Approximate run time: 2 hours including intermission.

Run time and other details are subject to change during rehearsal process.

Plot Synopsis

Caution: this is a complete synopsis of the play, so it is full of spoilers. This script is still in development. Content is subject to change until script is solidified.

The residents of Austin, MN introduce the audience to the landmarks of the town including Austin High School, Ellis Middle School, Pacelli Catholic Academy, the little league team, Galloway Park, the train tracks through the middle of the town, and of course the Hormel Meat Packing Factory. We hear a train whistle. It is empty but will return with salt and hogs ready for slaughter.

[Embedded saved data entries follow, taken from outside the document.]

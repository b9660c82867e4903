use anyhow::Result;
use clap::{Parser as ClapParser, Subcommand};
use clap_stdin::FileOrStdin;
use env_logger;

use lexenv::script::{parse_atom, ScopeScript};
use lexenv::{Env, Environment, ParamList, Symbol, Value};

/// Inspect how names resolve through a chain of lexical frames
#[derive(Debug, ClapParser)]
#[clap(name = "lexenv", version)]
pub struct Args {
    /// Debug mode
    #[clap(short, long)]
    debug: bool,

    /// Subcommand to run
    #[clap(subcommand)]
    command: Command,
}

#[derive(Debug, Subcommand)]
enum Command {
    /// Build frames from a scope script and resolve names in the innermost one.
    Resolve {
        /// Scope script file or - for stdin.
        input: FileOrStdin,

        /// Names to resolve.
        #[clap(required = true)]
        names: Vec<String>,
    },
    /// Bind arguments to a parameter list in a fresh frame.
    Bind {
        /// Parameter list, e.g. "a b & rest".
        #[clap(short, long, default_value = "")]
        params: String,

        /// Argument atoms.
        args: Vec<String>,
    },
}

fn main() -> Result<()> {
    let args = Args::parse();
    if args.debug {
        env_logger::Builder::new().filter_level(log::LevelFilter::Debug).init();
    } else {
        env_logger::init();
    }

    match args.command {
        Command::Resolve { input, names } => {
            let file_contents = input.contents()?;
            let script = ScopeScript::parse(&file_contents)?;
            if script.is_empty() {
                log::warn!("scope script declares no frames, resolving against an empty root");
            }
            let env = script.build(&Env::root());

            let mut encountered_error = false;
            for name in names {
                match env.get(&Symbol::from(name.as_str())) {
                    Ok(value) => println!("{name} = {value}"),
                    Err(e) => {
                        eprintln!("{e}");
                        encountered_error = true;
                    }
                }
            }

            if encountered_error {
                std::process::exit(70);
            }
        },
        Command::Bind { params, args } => {
            let symbols: Vec<Symbol> = params.split_whitespace().map(Symbol::from).collect();
            let params = match ParamList::parse(&symbols) {
                Ok(params) => params,
                Err(e) => {
                    eprintln!("{e}");
                    std::process::exit(65);
                },
            };

            let values: Vec<Value> = args.iter().map(|arg| parse_atom(arg)).collect();
            let env = match Env::new(None, &params, &values) {
                Ok(env) => env,
                Err(e) => {
                    eprintln!("{e}");
                    std::process::exit(65);
                },
            };

            for (name, value) in env.data().sorted() {
                println!("{name} = {value}");
            }
        },
    }

    Ok(())
}
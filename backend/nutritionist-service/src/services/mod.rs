/// Business logic layer
///
/// Each service opens one store snapshot per call and assembles the API view
/// from it. Rating math lives in `rating` so both the ranking and the profile
/// read the same aggregation rules.
pub mod directory;
pub mod image;
pub mod profile;
pub mod ranking;
pub mod rating;

pub use directory::DirectoryService;
pub use image::{CdnImageResolver, ImageUrlResolver};
pub use profile::ProfileService;
pub use ranking::RankingService;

1983- It is spirit week at Austin High School and Cathy is running around getting the kids ready to leave for school. Jude rushes around the house trying to find her tennis racket for try outs and Travis is drinking milk straight out of the carton while their mother urges everyone to get dressed. Mom hands Jude a BLT sandwich when Jude announces that she is now a vegetarian. Mom explains that it is Hormel bacon which means Jude should eat it and be proud. As mom rushes them out the door, Jude bemoans being forced to drive with her brother. Travis calls Jude a dingus which prompts scolding from his mother. Travis explains that dingus is not a bad word, it is French. Jude pokes fun at Travis’ crush on Amy who is in Honors French. Mom hands the kids ATV helmets to wear while Travis drives them both to school. Travis begs for higher allowance which would allow him to purchase a better car. Mom chides Travis for not having a job to pay for his own car but Travis reminds her that his father promised to buy him a car when he turns 18. Mom cautions him not to get his hopes up because his father is unreliable. Mom launches into a speech about how their father got a promotion at Hormel over her which Travis blames on the patriarchy. Jude expresses her desire to beat Becky Martin who has a private tennis coach. As the kids head out for school, mom reminds Jude that her father will be picking her up from school. Cathy chides Travis for leaving the milk carton open and suggests he is “just like his father.”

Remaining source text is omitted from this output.